PROBLEM TO WORK ON -
Show only those lines of the entries where the string "ServerConfig" is found.

++++ RECORDED INFORMATION

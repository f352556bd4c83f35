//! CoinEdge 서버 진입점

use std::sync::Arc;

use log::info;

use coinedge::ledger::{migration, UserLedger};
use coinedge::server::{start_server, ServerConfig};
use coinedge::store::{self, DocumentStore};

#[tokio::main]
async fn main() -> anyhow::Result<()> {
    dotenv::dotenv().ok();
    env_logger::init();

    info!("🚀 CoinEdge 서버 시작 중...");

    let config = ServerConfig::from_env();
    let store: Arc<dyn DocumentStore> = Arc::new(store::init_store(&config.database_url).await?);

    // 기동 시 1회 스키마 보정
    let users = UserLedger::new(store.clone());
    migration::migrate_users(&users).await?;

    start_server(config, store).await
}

++++++++

ANSWER SPACE -
use coinedge::server::{start_server, ServerConfig};
    let config = ServerConfig::from_env();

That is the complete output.